Sharing isn’t always comfortable


Deborah on graduation day at the Felds.

I serve others by offering them the opportunity via Our Tales UnTold to record their stories for posterity, preserving their voice, memories, and values. I bear witness to pain and joy, hear voices crack with the weight of remembering, and see smiles spread with visions of places and people previously forgotten now recalled. There are many positive aspects to sharing one’s journey. But doing so isn’t always easy.

Tonight I’m honored to share a portion of my story on a live Reinvention Works webcast. I’m used to being the interviewer, not the interviewee, and this experience is causing me to stretch and grow. To be completely transparent, this feeling isn’t comfortable. That’s how I know it’s something I have to do.

It’s also a great reminder to me how others must feel when they consider working with me. There’s a level of courage, trust, and vulnerability when one opens up.
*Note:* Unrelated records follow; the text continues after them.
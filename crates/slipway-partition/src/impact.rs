//! Change impact analysis: maps a change set to the modules requiring tests.

use std::collections::{BTreeSet, HashMap};
use std::path::{Path, PathBuf};

use tracing::debug;

/// Module roots, keyed by their relative directory within the workspace.
#[derive(Debug, Default, Clone)]
pub struct ModuleMap {
    by_dir: HashMap<PathBuf, String>,
    dirs: HashMap<String, PathBuf>,
}

impl ModuleMap {
    pub fn new() -> Self {
        Self::default()
    }

    pub fn insert(&mut self, name: &str, dir: impl Into<PathBuf>) {
        let dir = dir.into();
        self.by_dir.insert(dir.clone(), name.to_string());
        self.dirs.insert(name.to_string(), dir);
    }

    pub fn contains(&self, name: &str) -> bool {
        self.dirs.contains_key(name)
    }

    pub fn dir_of(&self, name: &str) -> Option<&Path> {
        self.dirs.get(name).map(PathBuf::as_path)
    }

    pub fn names(&self) -> impl Iterator<Item = &str> {
        self.dirs.keys().map(String::as_str)
    }

    /// The nearest enclosing module of a file, found by walking parent
    /// directories until one is a module root.
    pub fn module_for(&self, file: &str) -> Option<&str> {
        let mut dir = Path::new(file).parent();
        while let Some(current) = dir {
            if let Some(name) = self.by_dir.get(current) {
                return Some(name);
            }
            dir = current.parent();
        }
        // A module rooted at the workspace top maps everything else.
        self.by_dir.get(Path::new("")).map(String::as_str)
    }
}

/// Result of impact analysis.
#[derive(Debug, Clone, PartialEq, Eq)]
pub enum Impact {
    /// The change cannot be attributed; rebuild the full target set.
    Everything,
    /// The minimal set of modules requiring tests.
    Modules(BTreeSet<String>),
}

/// Maps a changed-file list to the modules requiring testing, using the
/// reverse transitive-dependency map.
pub struct ChangeImpactAnalyzer<'a> {
    modules: &'a ModuleMap,
    depends_on: &'a HashMap<String, BTreeSet<String>>,
    always_build: &'a [String],
    build_everything_paths: &'a [String],
    ignore_paths: &'a [String],
}

impl<'a> ChangeImpactAnalyzer<'a> {
    pub fn new(
        modules: &'a ModuleMap,
        depends_on: &'a HashMap<String, BTreeSet<String>>,
        always_build: &'a [String],
        build_everything_paths: &'a [String],
        ignore_paths: &'a [String],
    ) -> Self {
        Self {
            modules,
            depends_on,
            always_build,
            build_everything_paths,
            ignore_paths,
        }
    }

    /// Analyze a change set. `carry_forward` holds the modules whose part
    /// failed in the branch's previous build; they stay under test whether or
    /// not they changed again.
    pub fn analyze(&self, changed_files: &[String], carry_forward: &[String]) -> Impact {
        let mut selected: BTreeSet<String> = BTreeSet::new();

        for file in changed_files {
            if matches_any_prefix(file, self.ignore_paths) {
                continue;
            }
            if matches_any_prefix(file, self.build_everything_paths) {
                debug!(file = %file, "change forces a full rebuild");
                return Impact::Everything;
            }
            let Some(module) = self.modules.module_for(file) else {
                debug!(file = %file, "change maps to no module, rebuilding everything");
                return Impact::Everything;
            };
            match self.depends_on.get(module) {
                Some(dependents) => selected.extend(dependents.iter().cloned()),
                None => {
                    selected.insert(module.to_string());
                }
            }
        }

        for name in self.always_build {
            selected.insert(name.clone());
        }
        for name in carry_forward {
            // A module removed since the previous build has nothing left to
            // exercise.
            if self.modules.contains(name) {
                selected.insert(name.clone());
            }
        }

        Impact::Modules(selected)
    }
}

fn matches_any_prefix(file: &str, prefixes: &[String]) -> bool {
    let path = Path::new(file);
    prefixes.iter().any(|prefix| {
        let prefix = prefix.trim_end_matches('/');
        !prefix.is_empty() && path.starts_with(prefix)
    })
}

#[cfg(test)]
mod tests {
    use super::*;
    use crate::graph::ModuleDependencyGraph;

    fn setup() -> (ModuleMap, HashMap<String, BTreeSet<String>>) {
        let mut modules = ModuleMap::new();
        modules.insert("core", "libs/core");
        modules.insert("billing", "services/billing");
        modules.insert("web", "services/web");

        let mut graph = ModuleDependencyGraph::new();
        graph.add_edge("billing", "core");
        graph.add_edge("web", "billing");
        (modules, graph.depends_on_map())
    }

    fn strings(items: &[&str]) -> Vec<String> {
        items.iter().map(|s| s.to_string()).collect()
    }

    #[test]
    fn test_change_selects_reverse_closure() {
        let (modules, depends_on) = setup();
        let analyzer = ChangeImpactAnalyzer::new(&modules, &depends_on, &[], &[], &[]);

        let impact = analyzer.analyze(&strings(&["libs/core/src/lib.rs"]), &[]);
        assert_eq!(
            impact,
            Impact::Modules(BTreeSet::from([
                "core".to_string(),
                "billing".to_string(),
                "web".to_string(),
            ]))
        );
    }

    #[test]
    fn test_leaf_change_selects_only_itself() {
        let (modules, depends_on) = setup();
        let analyzer = ChangeImpactAnalyzer::new(&modules, &depends_on, &[], &[], &[]);

        let impact = analyzer.analyze(&strings(&["services/web/src/main.rs"]), &[]);
        assert_eq!(impact, Impact::Modules(BTreeSet::from(["web".to_string()])));
    }

    #[test]
    fn test_unmapped_file_forces_everything() {
        let (modules, depends_on) = setup();
        let analyzer = ChangeImpactAnalyzer::new(&modules, &depends_on, &[], &[], &[]);

        let impact = analyzer.analyze(&strings(&["Makefile"]), &[]);
        assert_eq!(impact, Impact::Everything);
    }

    #[test]
    fn test_build_everything_path() {
        let (modules, depends_on) = setup();
        let everything = strings(&["ci/"]);
        let analyzer = ChangeImpactAnalyzer::new(&modules, &depends_on, &[], &everything, &[]);

        let impact = analyzer.analyze(&strings(&["ci/image.kdl"]), &[]);
        assert_eq!(impact, Impact::Everything);
    }

    #[test]
    fn test_ignored_paths_are_skipped() {
        let (modules, depends_on) = setup();
        let ignored = strings(&["docs/"]);
        let analyzer = ChangeImpactAnalyzer::new(&modules, &depends_on, &[], &[], &ignored);

        // Without the ignore rule this unmapped file would force a rebuild.
        let impact = analyzer.analyze(&strings(&["docs/handbook.md"]), &[]);
        assert_eq!(impact, Impact::Modules(BTreeSet::new()));
    }

    #[test]
    fn test_always_build_and_carry_forward() {
        let (modules, depends_on) = setup();
        let always = strings(&["core"]);
        let analyzer = ChangeImpactAnalyzer::new(&modules, &depends_on, &always, &[], &[]);

        let impact = analyzer.analyze(
            &[],
            &strings(&["billing", "deleted-module"]),
        );
        assert_eq!(
            impact,
            Impact::Modules(BTreeSet::from(["core".to_string(), "billing".to_string()]))
        );
    }

    #[test]
    fn test_nearest_module_wins() {
        let mut modules = ModuleMap::new();
        modules.insert("outer", "services");
        modules.insert("inner", "services/billing");

        assert_eq!(modules.module_for("services/billing/src/lib.rs"), Some("inner"));
        assert_eq!(modules.module_for("services/readme.md"), Some("outer"));
        assert_eq!(modules.module_for("unrelated.txt"), None);
    }
}
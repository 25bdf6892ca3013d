//! Line codec for the chat wire format
//!
//! Inbound bytes are split on `\n`. Lines are decoded lossily, so invalid
//! UTF-8 never fails the stream, and an over-long line is skipped up to its
//! terminator and reported as `Inbound::Overlong` instead of ending the
//! session. Outbound lines get a single `\n` appended.

use std::cmp;
use std::io;

use bytes::{Buf, BufMut, BytesMut};
use tokio_util::codec::{Decoder, Encoder};

use crate::config::DEFAULT_MAX_LINE_LENGTH;

/// One decoded inbound frame
#[derive(Debug, Clone, PartialEq, Eq)]
pub enum Inbound {
    /// A complete line, terminator and trailing `\r` stripped
    Line(String),
    /// A line longer than the limit; its bytes were discarded
    Overlong,
}

/// Newline-delimited codec with a per-line length limit
#[derive(Debug, Clone)]
pub struct ChatCodec {
    max_length: usize,
    /// Where the next newline scan starts
    next_index: usize,
    /// Inside an over-long line, dropping bytes until its newline
    discarding: bool,
}

impl ChatCodec {
    pub fn new(max_length: usize) -> Self {
        Self {
            max_length,
            next_index: 0,
            discarding: false,
        }
    }
}

impl Default for ChatCodec {
    fn default() -> Self {
        Self::new(DEFAULT_MAX_LINE_LENGTH)
    }
}

fn decode_line(bytes: &[u8]) -> String {
    let bytes = bytes.strip_suffix(b"\r").unwrap_or(bytes);
    String::from_utf8_lossy(bytes).into_owned()
}

impl Decoder for ChatCodec {
    type Item = Inbound;
    type Error = io::Error;

    fn decode(&mut self, src: &mut BytesMut) -> Result<Option<Inbound>, io::Error> {
        loop {
            if self.discarding {
                return match src.iter().position(|b| *b == b'\n') {
                    Some(offset) => {
                        src.advance(offset + 1);
                        self.discarding = false;
                        Ok(Some(Inbound::Overlong))
                    }
                    None => {
                        src.clear();
                        Ok(None)
                    }
                };
            }

            let read_to = cmp::min(self.max_length.saturating_add(1), src.len());
            match src[self.next_index..read_to].iter().position(|b| *b == b'\n') {
                Some(offset) => {
                    let end = self.next_index + offset;
                    self.next_index = 0;
                    let frame = src.split_to(end + 1);
                    return Ok(Some(Inbound::Line(decode_line(&frame[..end]))));
                }
                None if src.len() > self.max_length => {
                    self.next_index = 0;
                    self.discarding = true;
                }
                None => {
                    self.next_index = read_to;
                    return Ok(None);
                }
            }
        }
    }

    fn decode_eof(&mut self, src: &mut BytesMut) -> Result<Option<Inbound>, io::Error> {
        if let Some(frame) = self.decode(src)? {
            return Ok(Some(frame));
        }

        if self.discarding {
            // Over-long last line cut off by EOF
            self.discarding = false;
            src.clear();
            return Ok(Some(Inbound::Overlong));
        }

        if src.is_empty() {
            return Ok(None);
        }

        self.next_index = 0;
        let frame = src.split_to(src.len());
        Ok(Some(Inbound::Line(decode_line(&frame))))
    }
}

impl Encoder<String> for ChatCodec {
    type Error = io::Error;

    fn encode(&mut self, line: String, dst: &mut BytesMut) -> Result<(), io::Error> {
        dst.reserve(line.len() + 1);
        dst.put_slice(line.as_bytes());
        dst.put_u8(b'\n');
        Ok(())
    }
}
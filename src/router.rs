//! Command router
//!
//! Turns one inbound line into a `who` listing, a rename, a direct message or
//! a broadcast. Command errors become a notice to the requester only.

use tracing::{debug, info};

use crate::error::AppError;
use crate::message::{Command, ServerMessage};
use crate::session::Session;

/// Handle one line from `session`
///
/// Only fatal errors (registry or broadcaster gone) are returned.
pub async fn handle(session: &mut Session, line: &str) -> Result<(), AppError> {
    // Empty lines keep the session alive but carry no content
    if line.is_empty() {
        return Ok(());
    }

    let result = match Command::parse(line) {
        Command::Who => handle_who(session).await,
        Command::Rename { name } => handle_rename(session, name).await,
        Command::To { target, content } => handle_direct(session, target, content).await,
        Command::Chat { content } => handle_chat(session, content),
    };

    match result {
        Err(e) if e.is_notice() => {
            debug!("Rejected command from {}: {}", session.id(), e);
            let _ = session.send(e.into());
            Ok(())
        }
        other => other,
    }
}

/// List every online session back to the requester
async fn handle_who(session: &Session) -> Result<(), AppError> {
    let online = session.context().registry.snapshot().await?;

    for entry in online {
        let _ = session.send(ServerMessage::WhoEntry {
            address: entry.address,
            identity: entry.identity,
        });
    }
    Ok(())
}

/// Change identity, unless someone else already has the new one
async fn handle_rename(session: &mut Session, name: String) -> Result<(), AppError> {
    if name.is_empty() {
        return Err(AppError::EmptyName);
    }

    session
        .context()
        .registry
        .rename(session.id(), session.identity(), &name)
        .await?;

    info!("Session {} renamed '{}' -> '{}'", session.id(), session.identity(), name);
    session.set_identity(name.clone());
    let _ = session.send(ServerMessage::Renamed { identity: name });
    Ok(())
}

/// Deliver a message to one named session's mailbox
async fn handle_direct(session: &Session, target: String, content: String) -> Result<(), AppError> {
    if target.is_empty() {
        return Err(AppError::MalformedDirect);
    }

    let Some(recipient) = session.context().registry.lookup(&target).await? else {
        return Err(AppError::UnknownUser(target));
    };

    if content.is_empty() {
        return Err(AppError::EmptyContent);
    }

    let msg = ServerMessage::Direct {
        from: session.identity().to_string(),
        content,
    };
    // Recipient may have disconnected since the lookup
    let _ = recipient.send(msg.to_string());
    Ok(())
}

/// Broadcast a chat line to everyone, the author included
fn handle_chat(session: &Session, content: String) -> Result<(), AppError> {
    let msg = ServerMessage::Chat {
        address: session.address().to_string(),
        identity: session.identity().to_string(),
        content,
    };
    session
        .context()
        .broadcaster
        .publish(msg.to_string())
        .map_err(|_| AppError::ChannelSend)
}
Reinvention Works focuses on people’s journeys to redefine their lives regarding their roles in the community and life’s work. I’ll be talking about how I went from an emancipated 17-year old to an accountant to a novelist and now a personal historian, plus the stops in between. Some people’s journey to adulthood can be drawn in a straight line. Mine would be sketched out as zig-zag with a few curlicues. I wouldn’t change a thing.

Reflecting on a key crossroads point in my life, which acted as a domino to all the actions which followed, has been challenging. What precipitated my mindset and ability to change gears? Where did my chutzpah come from? Why have I been confident enough to say, “Yes, I’ll try that” without fear of failing, time and again?
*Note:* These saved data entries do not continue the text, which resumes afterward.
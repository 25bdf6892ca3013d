//! Line-oriented TCP Chat Server Library
//!
//! Clients connect over TCP, are registered under an identity (initially their
//! address) and exchange broadcast or directed text lines.
//!
//! # Features
//! - `who`: list online users
//! - `rename|<name>`: change identity, rejected if the name is taken
//! - `to|<name>|<content>`: direct message to one user
//! - Any other line: broadcast chat message
//! - Join/leave announcements
//! - Idle eviction after a configurable silence window
//!
//! # Architecture
//! - `Registry` is an actor owning identity → session; every mutation is one message
//! - `Broadcaster` feeds a single `FanOut` loop, so broadcasts share one total order
//! - Each connection runs a reader loop, a writer task draining its mailbox,
//!   and an idle watchdog
//!
//! # Example
//! ```ignore
//! use tokio::net::TcpListener;
//! use tcp_chat_server::{Config, Server};
//!
//! #[tokio::main]
//! async fn main() {
//!     let listener = TcpListener::bind("127.0.0.1:8888").await.unwrap();
//!     Server::start(Config::default()).serve(listener).await;
//! }
//! ```

pub mod broadcaster;
pub mod codec;
pub mod config;
pub mod connection;
pub mod error;
pub mod message;
pub mod registry;
pub mod router;
pub mod server;
pub mod session;
pub mod types;
pub mod watchdog;

// Re-export main types for convenience
pub use broadcaster::Broadcaster;
pub use codec::{ChatCodec, Inbound};
pub use config::Config;
pub use connection::{handle_connection, Termination};
pub use error::{AppError, SendError};
pub use message::{Command, ServerMessage};
pub use registry::{Registry, RegistryHandle};
pub use server::{Server, ServerContext};
pub use session::{Session, SessionHandle};
pub use types::SessionId;
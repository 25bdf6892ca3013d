//! Idle watchdog
//!
//! Reset-on-activity timer: every pulse restarts the idle window, and the
//! task completes once a whole window passes without one.

use std::time::Duration;

use tokio::sync::mpsc;
use tokio::task::JoinHandle;
use tokio::time;

/// Why the watchdog task ended
#[derive(Debug, Clone, Copy, PartialEq, Eq)]
pub enum Expiry {
    /// No pulse within the idle window
    Idle,
    /// Every pulse sender was dropped
    Released,
}

/// Sending side of the liveness signal
#[derive(Debug, Clone)]
pub struct Pulse {
    sender: mpsc::Sender<()>,
}

impl Pulse {
    /// Record activity; never waits
    pub fn beat(&self) {
        // A full buffer already holds an unconsumed beat
        let _ = self.sender.try_send(());
    }
}

/// Spawn a watchdog with the given idle window
pub fn spawn(idle: Duration) -> (Pulse, JoinHandle<Expiry>) {
    let (sender, receiver) = mpsc::channel(1);
    let task = tokio::spawn(watch(idle, receiver));
    (Pulse { sender }, task)
}

async fn watch(idle: Duration, mut pulses: mpsc::Receiver<()>) -> Expiry {
    loop {
        tokio::select! {
            pulse = pulses.recv() => {
                if pulse.is_none() {
                    return Expiry::Released;
                }
            }
            _ = time::sleep(idle) => return Expiry::Idle,
        }
    }
}

#[cfg(test)]
mod tests {
    use super::*;

    #[tokio::test(start_paused = true)]
    async fn test_fires_after_silence() {
        let (_pulse, task) = spawn(Duration::from_secs(300));
        let started = time::Instant::now();

        assert_eq!(task.await.unwrap(), Expiry::Idle);
        assert!(started.elapsed() >= Duration::from_secs(300));
    }

    #[tokio::test(start_paused = true)]
    async fn test_beats_postpone_expiry() {
        let (pulse, task) = spawn(Duration::from_secs(300));

        for _ in 0..5 {
            time::sleep(Duration::from_secs(200)).await;
            pulse.beat();
        }
        assert!(!task.is_finished());

        let resumed = time::Instant::now();
        assert_eq!(task.await.unwrap(), Expiry::Idle);
        assert!(resumed.elapsed() >= Duration::from_secs(299));
    }

    #[tokio::test(start_paused = true)]
    async fn test_dropping_pulse_releases() {
        let (pulse, task) = spawn(Duration::from_secs(300));
        drop(pulse);

        assert_eq!(task.await.unwrap(), Expiry::Released);
    }
}
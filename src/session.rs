//! Session: one accepted connection
//!
//! A session owns its outbound mailbox and its identity. Other components
//! only ever hold a `SessionHandle`, which can append to the mailbox.

use futures_util::SinkExt;
use tokio::io::AsyncWrite;
use tokio::sync::mpsc;
use tokio::task::JoinHandle;
use tokio_util::codec::FramedWrite;
use tracing::{debug, info};

use crate::codec::ChatCodec;
use crate::error::{AppError, SendError};
use crate::message::ServerMessage;
use crate::router;
use crate::server::ServerContext;
use crate::types::SessionId;

/// Receiving end of a session's mailbox, drained by the writer task
pub type Mailbox = mpsc::UnboundedReceiver<String>;

/// Registry entry for a session
///
/// Cheap to clone; holds the producer side of the session's mailbox.
#[derive(Debug, Clone)]
pub struct SessionHandle {
    pub id: SessionId,
    pub address: String,
    pub identity: String,
    mailbox: mpsc::UnboundedSender<String>,
}

impl SessionHandle {
    /// Append a line to this session's mailbox
    ///
    /// Never blocks. Fails only if the session has already terminated.
    pub fn send(&self, line: String) -> Result<(), SendError> {
        self.mailbox
            .send(line)
            .map_err(|_| SendError::ChannelClosed)
    }

    /// Standalone handle and mailbox, not tied to any session
    #[cfg(test)]
    pub(crate) fn detached(address: &str) -> (Self, Mailbox) {
        let (mailbox, receiver) = mpsc::unbounded_channel();
        let handle = Self {
            id: SessionId::new(),
            address: address.to_string(),
            identity: address.to_string(),
            mailbox,
        };
        (handle, receiver)
    }
}

/// Connected client state
pub struct Session {
    id: SessionId,
    address: String,
    identity: String,
    outbox: mpsc::UnboundedSender<String>,
    ctx: ServerContext,
    registered: bool,
}

impl Session {
    /// Create a session and its mailbox without a writer attached
    ///
    /// The identity starts out as the remote address.
    pub fn new(address: String, ctx: ServerContext) -> (Self, Mailbox) {
        let (outbox, mailbox) = mpsc::unbounded_channel();
        let session = Self {
            id: SessionId::new(),
            identity: address.clone(),
            address,
            outbox,
            ctx,
            registered: false,
        };
        (session, mailbox)
    }

    /// Create a session and start the writer task draining its mailbox into `writer`
    pub fn create<W>(writer: W, address: String, ctx: ServerContext) -> (Self, JoinHandle<()>)
    where
        W: AsyncWrite + Send + Unpin + 'static,
    {
        let (session, mailbox) = Self::new(address, ctx);
        let id = session.id;
        let writer = tokio::spawn(write_loop(id, writer, mailbox));
        (session, writer)
    }

    pub fn id(&self) -> SessionId {
        self.id
    }

    pub fn address(&self) -> &str {
        &self.address
    }

    pub fn identity(&self) -> &str {
        &self.identity
    }

    pub fn context(&self) -> &ServerContext {
        &self.ctx
    }

    pub fn is_registered(&self) -> bool {
        self.registered
    }

    pub(crate) fn set_identity(&mut self, identity: String) {
        self.identity = identity;
    }

    /// Registry entry describing this session as it is right now
    pub fn entry(&self) -> SessionHandle {
        SessionHandle {
            id: self.id,
            address: self.address.clone(),
            identity: self.identity.clone(),
            mailbox: self.outbox.clone(),
        }
    }

    /// Send a message to this session's own client
    pub fn send(&self, msg: ServerMessage) -> Result<(), SendError> {
        self.outbox
            .send(msg.to_string())
            .map_err(|_| SendError::ChannelClosed)
    }

    /// Register in the registry and tell everyone else about it
    ///
    /// Fails with `NameInUse` if another session already holds this identity.
    pub async fn announce_online(&mut self) -> Result<(), AppError> {
        self.ctx.registry.insert(self.entry()).await?;
        self.registered = true;
        info!("Session {} online as '{}'", self.id, self.identity);

        let notice = ServerMessage::Online {
            address: self.address.clone(),
            identity: self.identity.clone(),
        };
        self.ctx
            .broadcaster
            .publish_except(notice.to_string(), self.id)
            .map_err(|_| AppError::ChannelSend)
    }

    /// Deregister and announce the departure
    ///
    /// Only the first call after a successful `announce_online` has any effect.
    pub async fn announce_offline(&mut self) -> Result<(), AppError> {
        if !self.registered {
            return Ok(());
        }
        self.registered = false;

        self.ctx.registry.remove(&self.identity, self.id).await?;
        info!("Session {} ('{}') offline", self.id, self.identity);

        let notice = ServerMessage::Offline {
            address: self.address.clone(),
            identity: self.identity.clone(),
        };
        self.ctx
            .broadcaster
            .publish(notice.to_string())
            .map_err(|_| AppError::ChannelSend)
    }

    /// Interpret one inbound line
    pub async fn handle(&mut self, line: &str) -> Result<(), AppError> {
        router::handle(self, line).await
    }
}

/// Drain the mailbox to the peer, one message per line
///
/// Ends when every producer is gone or a write fails; shuts the writer down on exit.
async fn write_loop<W>(id: SessionId, writer: W, mut mailbox: Mailbox)
where
    W: AsyncWrite + Send + Unpin + 'static,
{
    let mut sink = FramedWrite::new(writer, ChatCodec::default());

    while let Some(line) = mailbox.recv().await {
        if let Err(e) = sink.send(line).await {
            debug!("Write failed for {}: {}", id, e);
            return;
        }
    }

    let _ = SinkExt::<String>::close(&mut sink).await;
    debug!("Write task ended for {}", id);
}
I chose me at seventeen-years-old because that’s when I became legally responsible for myself. Not to delve too deeply into why, suffice to say that I was escaping a physically violent stepfather and a mother who didn’t stop him. My father had his hands full with a new marriage and his solution of me joining the Navy didn’t suit me. Our compromise was that I’d become emancipated. I left home with $100 to my name and a suitcase full of clothes and rented a room from a high school classmate’s family; an Orthodox Jewish* family called the Felds.

The Felds’ son, Bennett, was the best friend of my senior class co-vice president, Mitchell. Many of my classmates knew of my violent stepfather because he would sometimes show up at school to terrorize me. (Social services had been called when one classmate alerted my guidance counselor of the bruising on my back.) There was, in fact, a conspiracy among teachers, students, and staff at my school to protect me. I’ve always been lucky to have many angels among friends and their families.

A week after graduating from high school, I got a part-time job at Kemner’s Card and Gift Shop in Southampton, PA. Mr. Kemner didn’t believe in hiring anyone under the age of 65, but for some reason, the women in the shop fell in love with me and insisted that he hire me. To my knowledge, I was the singular exception to Mr. Kemner’s ageism rule. I worked there for two years, even after I took a full-time job. I loved working with all my ‘grannies!’


Deborah’s first car – a 1971 Volkswagen Super Beetle.

It goes without saying that my friends are the best a girl could ever have, those from high school and beyond!I do know that I would probably never have made it had it not been for the loving support of my high school boyfriend’s family, the Seales, and my best friend’s mother, Faye. They fed me and supported me, treating me as a daughter. Until I earned enough money to purchase for $400 my first car, a 1971 Volkswagen Super Beetle, they also carted me around wherever I needed to go. I’ve never forgotten their kindness.

While I worked, I also attended Penn State-Ogontz, matriculating as a special education major. My school loan funds barely covered my school expenses that first year and I recall worrying about money all the time. I was forced to get a full-time job and I left college. With Bennett away at school, I also chose to move to an apartment close to my office, sharing with one of my co-workers. I made so little money that there were times I had to choose between paying the electric bill or purchasing groceries. I was grateful that the company where I worked subsidized lunches for all employees so I could eat for three dollars a day. And, while I’m not proud of this, I sometimes accepted dinner dates to have a decent evening meal. Those were lean times.

But it was this period which served as the foundation for my survival attitude. Not only did I survive, but I also thrived. That first full-time job, where I worked eight years, eventually allowed me to save money to return to Penn State in 1988. I’d been promoted 11 times during my tenure there, and when I set off to college at age 24, I felt ready to pursue my dream of attaining a college education.

Whenever I feel scared about the future, I think about the past and the challenges I’ve overcome. There’s a measure of comfort in knowing that if I lost everything, I have the will and mindset to create a life for myself and my family where we can thrive.

I hope you’ll consider joining Hollis Thomases and me this evening on Reinvention Works to hear more of my journey. (Pre-registration is required.)

*The Felds were the first Jewish family I knew intimately. I had no idea what it meant to be Orthodox or to keep kosher. I’m afraid my ignorance resulted in many buried-in-the-backyard dishes and flatware until I gave up cooking or eating in their home and ate elsewhere! Their son Bennett was killed in a terrible car accident while driving back from the University of Miami the first holiday season after graduation.